The records below need retyping in full; give them again exactly.

---- Recorded data

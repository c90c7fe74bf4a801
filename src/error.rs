//! Error types for the library server

use axum::{
    extract::rejection::{JsonRejection, PathRejection, QueryRejection},
    http::StatusCode,
    response::{IntoResponse, Response},
    Json,
};
use serde::Serialize;
use thiserror::Error;
use validator::ValidationErrors;

/// Main application error type
#[derive(Error, Debug)]
pub enum AppError {
    #[error("Not found: {0}")]
    NotFound(String),

    #[error("Validation error: {0}")]
    Validation(String),

    #[error("Database error: {0}")]
    Database(#[from] sqlx::Error),

    #[error("Conflict: {0}")]
    Conflict(String),

    #[error("Bad request: {0}")]
    BadRequest(String),

    #[error("Internal server error: {0}")]
    Internal(String),

    #[error("Business rule violation: {0}")]
    BusinessRule(String),
}

/// Error response body
#[derive(Serialize, utoipa::ToSchema)]
pub struct ErrorResponse {
    pub error: String,
}

impl AppError {
    /// HTTP status and client-facing message for this error
    fn status_and_message(&self) -> (StatusCode, String) {
        match self {
            AppError::NotFound(msg) => (StatusCode::NOT_FOUND, msg.clone()),
            AppError::Validation(msg)
            | AppError::BadRequest(msg)
            | AppError::Conflict(msg)
            | AppError::BusinessRule(msg) => (StatusCode::BAD_REQUEST, msg.clone()),
            AppError::Database(_) | AppError::Internal(_) => (
                StatusCode::INTERNAL_SERVER_ERROR,
                "Internal server error".to_string(),
            ),
        }
    }
}

impl IntoResponse for AppError {
    fn into_response(self) -> Response {
        match &self {
            AppError::Database(e) => tracing::error!("Database error: {:?}", e),
            AppError::Internal(msg) => tracing::error!("Internal error: {}", msg),
            _ => {}
        }

        let (status, error) = self.status_and_message();
        (status, Json(ErrorResponse { error })).into_response()
    }
}

impl From<ValidationErrors> for AppError {
    fn from(errors: ValidationErrors) -> Self {
        let mut fields: Vec<_> = errors
            .field_errors()
            .into_iter()
            .map(|(field, errs)| (field.to_string(), errs))
            .collect();
        fields.sort_by(|a, b| a.0.cmp(&b.0));

        let mut messages: Vec<String> = Vec::new();
        for (field, errs) in fields {
            for err in errs {
                let message = err
                    .message
                    .as_ref()
                    .map(|m| m.to_string())
                    .unwrap_or_else(|| format!("Invalid value for {}", field));
                if !messages.contains(&message) {
                    messages.push(message);
                }
            }
        }

        AppError::Validation(messages.join("; "))
    }
}

impl From<JsonRejection> for AppError {
    fn from(rejection: JsonRejection) -> Self {
        AppError::BadRequest(rejection.body_text())
    }
}

impl From<PathRejection> for AppError {
    fn from(rejection: PathRejection) -> Self {
        AppError::BadRequest(rejection.body_text())
    }
}

impl From<QueryRejection> for AppError {
    fn from(rejection: QueryRejection) -> Self {
        AppError::BadRequest(rejection.body_text())
    }
}

/// Result type alias for application operations
pub type AppResult<T> = Result<T, AppError>;

#[cfg(test)]
mod tests {
    use super::*;

    #[test]
    fn test_business_errors_map_to_bad_request() {
        let cases = [
            AppError::Validation("missing".into()),
            AppError::BusinessRule("Book is not available".into()),
            AppError::Conflict("Member with this email already exists".into()),
            AppError::BadRequest("bad json".into()),
        ];
        for err in cases {
            assert_eq!(err.into_response().status(), StatusCode::BAD_REQUEST);
        }
    }

    #[test]
    fn test_not_found_status() {
        let response = AppError::NotFound("Book not found".into()).into_response();
        assert_eq!(response.status(), StatusCode::NOT_FOUND);
    }

    #[test]
    fn test_store_failure_hides_details() {
        let err = AppError::Database(sqlx::Error::RowNotFound);
        let (status, message) = err.status_and_message();
        assert_eq!(status, StatusCode::INTERNAL_SERVER_ERROR);
        assert_eq!(message, "Internal server error");

        let (status, message) = AppError::Internal("pool exhausted".into()).status_and_message();
        assert_eq!(status, StatusCode::INTERNAL_SERVER_ERROR);
        assert_eq!(message, "Internal server error");
    }
}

--------

**Solution:**
repository c90c7fe74bf4a801
filename src/error.rs
//! Error types for the library server

use axum::{
    extract::rejection::{JsonRejection, PathRejection, QueryRejection},
    http::StatusCode,
    response::{IntoResponse, Response},
    Json,
};
use serde::Serialize;
use thiserror::Error;
use validator::ValidationErrors;

/// Main application error type
#[derive(Error, Debug)]
pub enum AppError {
    #[error("Not found: {0}")]
    NotFound(String),

    #[error("Validation error: {0}")]
    Validation(String),

    #[error("Database error: {0}")]
    Database(#[from] sqlx::Error),

    #[error("Conflict: {0}")]
    Conflict(String),

    #[error("Bad request: {0}")]
    BadRequest(String),

    #[error("Internal server error: {0}")]
    Internal(String),

    #[error("Business rule violation: {0}")]
    BusinessRule(String),
}

/// Error response body
#[derive(Serialize, utoipa::ToSchema)]
pub struct ErrorResponse {
    pub error: String,
}

impl AppError {
    /// HTTP status and client-facing message for this error
    fn status_and_message(&self) -> (StatusCode, String) {
        match self {
            AppError::NotFound(msg) => (StatusCode::NOT_FOUND, msg.clone()),
            AppError::Validation(msg)
            | AppError::BadRequest(msg)
            | AppError::Conflict(msg)
            | AppError::BusinessRule(msg) => (StatusCode::BAD_REQUEST, msg.clone()),
            AppError::Database(_) | AppError::Internal(_) => (
                StatusCode::INTERNAL_SERVER_ERROR,
                "Internal server error".to_string(),
            ),
        }
    }
}

impl IntoResponse for AppError {
    fn into_response(self) -> Response {
        match &self {
            AppError::Database(e) => tracing::error!("Database error: {:?}", e),
            AppError::Internal(msg) => tracing::error!("Internal error: {}", msg),
            _ => {}
        }

        let (status, error) = self.status_and_message();
        (status, Json(ErrorResponse { error })).into_response()
    }
}

impl From<ValidationErrors> for AppError {
    fn from(errors: ValidationErrors) -> Self {
        let mut fields: Vec<_> = errors
            .field_errors()
            .into_iter()
            .map(|(field, errs)| (field.to_string(), errs))
            .collect();
        fields.sort_by(|a, b| a.0.cmp(&b.0));

        let mut messages: Vec<String> = Vec::new();
        for (field, errs) in fields {
            for err in errs {
                let message = err
                    .message
                    .as_ref()
                    .map(|m| m.to_string())
                    .unwrap_or_else(|| format!("Invalid value for {}", field));
                if !messages.contains(&message) {
                    messages.push(message);
                }
            }
        }

        AppError::Validation(messages.join("; "))
    }
}

impl From<JsonRejection> for AppError {
    fn from(rejection: JsonRejection) -> Self {
        AppError::BadRequest(rejection.body_text())
    }
}

impl From<PathRejection> for AppError {
    fn from(rejection: PathRejection) -> Self {
        AppError::BadRequest(rejection.body_text())
    }
}

impl From<QueryRejection> for AppError {
    fn from(rejection: QueryRejection) -> Self {
        AppError::BadRequest(rejection.body_text())
    }
}

/// Result type alias for application operations
pub type AppResult<T> = Result<T, AppError>;

#[cfg(test)]
mod tests {
    use super::*;

    #[test]
    fn test_business_errors_map_to_bad_request() {
        let cases = [
            AppError::Validation("missing".into()),
            AppError::BusinessRule("Book is not available".into()),
            AppError::Conflict("Member with this email already exists".into()),
            AppError::BadRequest("bad json".into()),
        ];
        for err in cases {
            assert_eq!(err.into_response().status(), StatusCode::BAD_REQUEST);
        }
    }

    #[test]
    fn test_not_found_status() {
        let response = AppError::NotFound("Book not found".into()).into_response();
        assert_eq!(response.status(), StatusCode::NOT_FOUND);
    }

    #[test]
    fn test_store_failure_hides_details() {
        let err = AppError::Database(sqlx::Error::RowNotFound);
        let (status, message) = err.status_and_message();
        assert_eq!(status, StatusCode::INTERNAL_SERVER_ERROR);
        assert_eq!(message, "Internal server error");

        let (status, message) = AppError::Internal("pool exhausted".into()).status_and_message();
        assert_eq!(status, StatusCode::INTERNAL_SERVER_ERROR);
        assert_eq!(message, "Internal server error");
    }
}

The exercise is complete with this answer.